> [PROBLEM DESCRIPTION]: Below is a block of records; repeat all of them exactly.

---- DATA EXTRACTS

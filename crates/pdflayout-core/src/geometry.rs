/// A point or direction in page user space.
///
/// Points carry an implicit homogeneous third coordinate of `1`, directions
/// (differences of two points) an implicit `0`. Only the planar components
/// are stored; [`Vector::cross_z`] and [`Vector::dot`] work on the planar
/// part because the homogeneous component never contributes to them.
#[derive(Debug, Clone, Copy, PartialEq, Default)]
#[cfg_attr(feature = "serde", derive(serde::Serialize, serde::Deserialize))]
pub struct Vector {
    pub x: f64,
    pub y: f64,
}

impl Vector {
    pub fn new(x: f64, y: f64) -> Self {
        Self { x, y }
    }

    /// The canonical horizontal unit vector `(1, 0)`.
    pub fn unit_x() -> Self {
        Self { x: 1.0, y: 0.0 }
    }

    /// Component-wise difference `self - other`.
    pub fn subtract(&self, other: &Vector) -> Vector {
        Vector::new(self.x - other.x, self.y - other.y)
    }

    /// Euclidean length.
    pub fn length(&self) -> f64 {
        self.x.hypot(self.y)
    }

    /// Unit vector in the same direction.
    ///
    /// A zero-length vector has no direction; callers decide the fallback.
    pub fn normalize(&self) -> Vector {
        let len = self.length();
        Vector::new(self.x / len, self.y / len)
    }

    pub fn dot(&self, other: &Vector) -> f64 {
        self.x * other.x + self.y * other.y
    }

    /// Z component of the 3-D cross product `self × other`.
    ///
    /// Both operands lie in the page plane, so the cross product points
    /// purely along z.
    pub fn cross_z(&self, other: &Vector) -> f64 {
        self.x * other.y - self.y * other.x
    }

    /// Translate by `(dx, dy)`.
    pub fn translate(&self, dx: f64, dy: f64) -> Vector {
        Vector::new(self.x + dx, self.y + dy)
    }
}

/// A text baseline: the segment along which a run's glyphs sit.
#[derive(Debug, Clone, Copy, PartialEq)]
#[cfg_attr(feature = "serde", derive(serde::Serialize, serde::Deserialize))]
pub struct LineSegment {
    pub start: Vector,
    pub end: Vector,
}

impl LineSegment {
    pub fn new(start: Vector, end: Vector) -> Self {
        Self { start, end }
    }

    /// Midpoint of the segment.
    pub fn midpoint(&self) -> Vector {
        Vector::new(
            (self.start.x + self.end.x) / 2.0,
            (self.start.y + self.end.y) / 2.0,
        )
    }

    /// Axis-aligned bounding rectangle of the segment.
    pub fn bounding_rect(&self) -> Rect {
        Rect::new(
            self.start.x.min(self.end.x),
            self.start.y.min(self.end.y),
            self.start.x.max(self.end.x),
            self.start.y.max(self.end.y),
        )
    }

    /// Drop a super/subscript rise so the run sits on its parent baseline.
    ///
    /// Both endpoints move by `-rise` along the page's y axis.
    pub fn without_rise(&self, rise: f64) -> LineSegment {
        if rise == 0.0 {
            return *self;
        }
        LineSegment {
            start: self.start.translate(0.0, -rise),
            end: self.end.translate(0.0, -rise),
        }
    }
}

/// Axis-aligned rectangle in page user space (bottom-left origin).
///
/// - `x0`: left edge
/// - `y0`: bottom edge
/// - `x1`: right edge
/// - `y1`: top edge
#[derive(Debug, Clone, Copy, PartialEq)]
#[cfg_attr(feature = "serde", derive(serde::Serialize, serde::Deserialize))]
pub struct Rect {
    pub x0: f64,
    pub y0: f64,
    pub x1: f64,
    pub y1: f64,
}

impl Rect {
    /// Build a rectangle; the corners are normalized so `x0 <= x1` and `y0 <= y1`.
    pub fn new(x0: f64, y0: f64, x1: f64, y1: f64) -> Self {
        Self {
            x0: x0.min(x1),
            y0: y0.min(y1),
            x1: x0.max(x1),
            y1: y0.max(y1),
        }
    }

    /// Whether the point lies inside or on the border.
    pub fn contains(&self, point: &Vector) -> bool {
        point.x >= self.x0 && point.x <= self.x1 && point.y >= self.y0 && point.y <= self.y1
    }

    /// Whether `other` lies entirely inside this rectangle.
    pub fn contains_rect(&self, other: &Rect) -> bool {
        other.x0 >= self.x0 && other.x1 <= self.x1 && other.y0 >= self.y0 && other.y1 <= self.y1
    }

    /// Whether the rectangles intersect. Rectangles that only touch along an
    /// edge are treated as separate; degenerate (zero-height) rectangles
    /// still intersect when they cross the interior.
    pub fn overlaps(&self, other: &Rect) -> bool {
        !(other.x1 <= self.x0 || other.x0 >= self.x1 || other.y1 <= self.y0 || other.y0 >= self.y1)
    }
}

--------

> [RESULT]:
filename crates/pdflayout-core/src/geometry.rs
/// A point or direction in page user space.
///
/// Points carry an implicit homogeneous third coordinate of `1`, directions
/// (differences of two points) an implicit `0`. Only the planar components
/// are stored; [`Vector::cross_z`] and [`Vector::dot`] work on the planar
/// part because the homogeneous component never contributes to them.
#[derive(Debug, Clone, Copy, PartialEq, Default)]
#[cfg_attr(feature = "serde", derive(serde::Serialize, serde::Deserialize))]
pub struct Vector {
    pub x: f64,
    pub y: f64,
}

impl Vector {
    pub fn new(x: f64, y: f64) -> Self {
        Self { x, y }
    }

    /// The canonical horizontal unit vector `(1, 0)`.
    pub fn unit_x() -> Self {
        Self { x: 1.0, y: 0.0 }
    }

    /// Component-wise difference `self - other`.
    pub fn subtract(&self, other: &Vector) -> Vector {
        Vector::new(self.x - other.x, self.y - other.y)
    }

    /// Euclidean length.
    pub fn length(&self) -> f64 {
        self.x.hypot(self.y)
    }

    /// Unit vector in the same direction.
    ///
    /// A zero-length vector has no direction; callers decide the fallback.
    pub fn normalize(&self) -> Vector {
        let len = self.length();
        Vector::new(self.x / len, self.y / len)
    }

    pub fn dot(&self, other: &Vector) -> f64 {
        self.x * other.x + self.y * other.y
    }

    /// Z component of the 3-D cross product `self × other`.
    ///
    /// Both operands lie in the page plane, so the cross product points
    /// purely along z.
    pub fn cross_z(&self, other: &Vector) -> f64 {
        self.x * other.y - self.y * other.x
    }

    /// Translate by `(dx, dy)`.
    pub fn translate(&self, dx: f64, dy: f64) -> Vector {
        Vector::new(self.x + dx, self.y + dy)
    }
}

/// A text baseline: the segment along which a run's glyphs sit.
#[derive(Debug, Clone, Copy, PartialEq)]
#[cfg_attr(feature = "serde", derive(serde::Serialize, serde::Deserialize))]
pub struct LineSegment {
    pub start: Vector,
    pub end: Vector,
}

impl LineSegment {
    pub fn new(start: Vector, end: Vector) -> Self {
        Self { start, end }
    }

    /// Midpoint of the segment.
    pub fn midpoint(&self) -> Vector {
        Vector::new(
            (self.start.x + self.end.x) / 2.0,
            (self.start.y + self.end.y) / 2.0,
        )
    }

    /// Axis-aligned bounding rectangle of the segment.
    pub fn bounding_rect(&self) -> Rect {
        Rect::new(
            self.start.x.min(self.end.x),
            self.start.y.min(self.end.y),
            self.start.x.max(self.end.x),
            self.start.y.max(self.end.y),
        )
    }

    /// Drop a super/subscript rise so the run sits on its parent baseline.
    ///
    /// Both endpoints move by `-rise` along the page's y axis.
    pub fn without_rise(&self, rise: f64) -> LineSegment {
        if rise == 0.0 {
            return *self;
        }
        LineSegment {
            start: self.start.translate(0.0, -rise),
            end: self.end.translate(0.0, -rise),
        }
    }
}

/// Axis-aligned rectangle in page user space (bottom-left origin).
///
/// - `x0`: left edge
/// - `y0`: bottom edge
/// - `x1`: right edge
/// - `y1`: top edge
#[derive(Debug, Clone, Copy, PartialEq)]
#[cfg_attr(feature = "serde", derive(serde::Serialize, serde::Deserialize))]
pub struct Rect {
    pub x0: f64,
    pub y0: f64,
    pub x1: f64,
    pub y1: f64,
}

impl Rect {
    /// Build a rectangle; the corners are normalized so `x0 <= x1` and `y0 <= y1`.
    pub fn new(x0: f64, y0: f64, x1: f64, y1: f64) -> Self {
        Self {
            x0: x0.min(x1),
            y0: y0.min(y1),
            x1: x0.max(x1),
            y1: y0.max(y1),
        }
    }

    /// Whether the point lies inside or on the border.
    pub fn contains(&self, point: &Vector) -> bool {
        point.x >= self.x0 && point.x <= self.x1 && point.y >= self.y0 && point.y <= self.y1
    }

    /// Whether `other` lies entirely inside this rectangle.
    pub fn contains_rect(&self, other: &Rect) -> bool {
        other.x0 >= self.x0 && other.x1 <= self.x1 && other.y0 >= self.y0 && other.y1 <= self.y1
    }

    /// Whether the rectangles intersect. Rectangles that only touch along an
    /// edge are treated as separate; degenerate (zero-height) rectangles
    /// still intersect when they cross the interior.
    pub fn overlaps(&self, other: &Rect) -> bool {
        !(other.x1 <= self.x0 || other.x0 >= self.x1 || other.y1 <= self.y0 || other.y0 >= self.y1)
    }
}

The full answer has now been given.